The Mid-Atlantic region is blessed with an abundant supply of good fertile soils that can produce high quality deciduous fruit.
Orchard Nutrition: Determining Orchard Fertility Needs - Articles


Ambrosia fruit. Photo: R. Crassweller, Penn State

In some cases the soils can be too fertile resulting in excessive growth or inducing physiological disorders such as bitter pit or corking. In other situations, it may be necessary to supplement soils with fertilizers to meet some of the special needs. The question is how do you determine what fertilizers are needed? There are several "tools" you can use to help you make the decision on what you need to supply or what nutrient is in over supply. The correct tool depends upon the stage in the life of the orchard.

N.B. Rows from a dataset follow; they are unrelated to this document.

//! Build-time ID management
//!
//! Keeps the persisted ID tables consistent with the trice call sites of a
//! firmware source tree.
//!
//! # Components
//!
//! - [`FormatTable`] / [`LocationTable`] - the persisted `til.json` / `li.json`
//! - [`IdSpace`] - pool of unused IDs for one pass
//! - [`SourceWalker`] - deterministic traversal of source files
//! - [`MacroParser`] - call-site recognition and rewriting
//! - [`IdRegistry`] - the synchronization pass tying the above together

pub mod parser;
pub mod registry;
pub mod space;
pub mod table;
pub mod walker;

pub use parser::{apply_edits, CallSite, MacroParser, ParsedSource};
pub use registry::{
    update, zero_source_tree, zero_text, IdRegistry, SourceEncoding, SourceText, SyncOptions,
    SyncReport, ZeroReport,
};
pub use space::{IdPolicy, IdSpace, TableDrift};
pub use table::{FormatTable, Location, LocationTable, ReverseIndex};
pub use walker::{is_source_file, SourceEntry, SourceWalker};
//! Seek-accurate trimming and transcoding.
//!
//! The cut always uses two-pass seeking: a keyframe-rough input seek to get
//! close, then an accurate output seek for the remainder. Output duration
//! matches the request within one frame interval at the target frame rate.

use std::path::Path;
use std::time::Duration;

use tokio::sync::watch;
use tracing::info;

use sclip_models::FormatId;

use crate::command::{EncodeProgress, FfmpegCommand, FfmpegRunner};
use crate::error::MediaResult;
use crate::probe::SourceInfo;

/// How far ahead of the cut the fast input seek lands.
const FAST_SEEK_LEAD_SECS: f64 = 5.0;

/// Encoding parameters for the trim stage.
#[derive(Debug, Clone)]
pub struct TrimSpec {
    /// Target resolution/frame-rate tier.
    pub target: FormatId,
    /// Slower preset and lower CRF; resolution is unchanged.
    pub high_quality: bool,
}

impl TrimSpec {
    pub fn crf(&self) -> u8 {
        if self.high_quality {
            16
        } else {
            20
        }
    }

    pub fn preset(&self) -> &'static str {
        if self.high_quality {
            "slow"
        } else {
            "medium"
        }
    }
}

/// Whether the resolved stream must be re-encoded to hit the target tier.
///
/// Stream copy is a pure optimization: when the source already matches the
/// target resolution and frame rate (and no quality change is requested)
/// the cut is performed without touching the codec.
pub fn needs_reencode(source: &SourceInfo, spec: &TrimSpec) -> bool {
    if spec.high_quality {
        return true;
    }
    source.height != spec.target.height() || (source.fps - spec.target.fps() as f64).abs() > 0.5
}

/// Cut `[start, start + duration)` out of a local file.
///
/// `start_secs` is relative to the local file (the caller accounts for any
/// section-download window offset). Progress reports the encoded fraction
/// of the requested duration.
pub async fn trim_clip<F>(
    input: impl AsRef<Path>,
    output: impl AsRef<Path>,
    start_secs: f64,
    duration_secs: f64,
    source: &SourceInfo,
    spec: &TrimSpec,
    cancel: watch::Receiver<bool>,
    timeout: Duration,
    on_progress: F,
) -> MediaResult<()>
where
    F: Fn(f64) + Send + 'static,
{
    let input = input.as_ref();
    let output = output.as_ref();

    let fast_seek = (start_secs - FAST_SEEK_LEAD_SECS).max(0.0);
    let accurate_seek = start_secs - fast_seek;
    let reencode = needs_reencode(source, spec);

    info!(
        input = %input.display(),
        output = %output.display(),
        start = start_secs,
        duration = duration_secs,
        target = %spec.target,
        reencode,
        "trimming clip"
    );

    let mut cmd = FfmpegCommand::new(input, output)
        .seek_fast(fast_seek)
        .seek_accurate(accurate_seek)
        .duration(duration_secs);

    if reencode {
        cmd = cmd
            .video_filter(format!("scale=-2:{}", spec.target.height()))
            .frame_rate(spec.target.fps())
            .video_codec("libx264")
            .preset(spec.preset())
            .crf(spec.crf())
            .audio_codec("aac")
            .audio_bitrate("128k");
    } else {
        cmd = cmd.stream_copy().normalize_timestamps();
    }
    cmd = cmd.faststart();

    let total_ms = (duration_secs * 1000.0) as i64;
    let runner = FfmpegRunner::new().with_cancel(cancel).with_timeout(timeout);
    runner
        .run_with_progress(&cmd, move |progress: EncodeProgress| {
            on_progress(progress.ratio(total_ms));
        })
        .await?;

    info!(output = %output.display(), "trim complete");
    Ok(())
}

#[cfg(test)]
mod tests {
    use super::*;

    fn source(height: u32, fps: f64) -> SourceInfo {
        SourceInfo {
            duration_secs: 100.0,
            width: height * 16 / 9,
            height,
            fps,
            video_codec: "h264".to_string(),
            size_bytes: 0,
        }
    }

    #[test]
    fn test_matching_source_stream_copies() {
        let spec = TrimSpec {
            target: FormatId::Hd720p30,
            high_quality: false,
        };
        assert!(!needs_reencode(&source(720, 30.0), &spec));
        // NTSC rates count as matching
        assert!(!needs_reencode(&source(720, 29.97), &spec));
    }

    #[test]
    fn test_mismatched_source_reencodes() {
        let spec = TrimSpec {
            target: FormatId::Hd720p30,
            high_quality: false,
        };
        assert!(needs_reencode(&source(1080, 30.0), &spec));
        assert!(needs_reencode(&source(720, 60.0), &spec));
    }

    #[test]
    fn test_high_quality_always_reencodes() {
        let spec = TrimSpec {
            target: FormatId::Hd720p30,
            high_quality: true,
        };
        assert!(needs_reencode(&source(720, 30.0), &spec));
    }

    #[test]
    fn test_high_quality_changes_encode_not_resolution() {
        let default = TrimSpec {
            target: FormatId::Hd720p30,
            high_quality: false,
        };
        let high = TrimSpec {
            target: FormatId::Hd720p30,
            high_quality: true,
        };
        assert!(high.crf() < default.crf());
        assert_ne!(high.preset(), default.preset());
        assert_eq!(high.target.height(), default.target.height());
    }
}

Prior to Planting the Orchard

The only choice you have is a soil test. Soil tests used before the orchard is planted can give you an idea of the nutritional potential of the site. The major information that you obtain from the soil test at this stage is soil pH, cation exchange capacity (CEC), phosphorus, potassium and calcium levels. You cannot really determine the nitrogen potential because nitrogen soil tests are not very indicative of the total amount because it can fluctuate during the season and largely exists in the soil solution. Levels are impacted by microbial mineralization of organic matter and the conversion of ammonium to nitrate (nitrification), nitrate uptake by microorganisms and plants and nitrate leaching by water from rainfall or irrigation. Nitrogen can also be added to the soil by microbial fixation of N2 from the atmosphere, dissolved in rainfall, or by inorganic fertilizer and organic amendments. Therefore, the nitrate level in the soil can vary throughout the year. Microbial activity can be affected by temperature, carbon source, oxygen and water supply resulting in changes in the nitrate levels.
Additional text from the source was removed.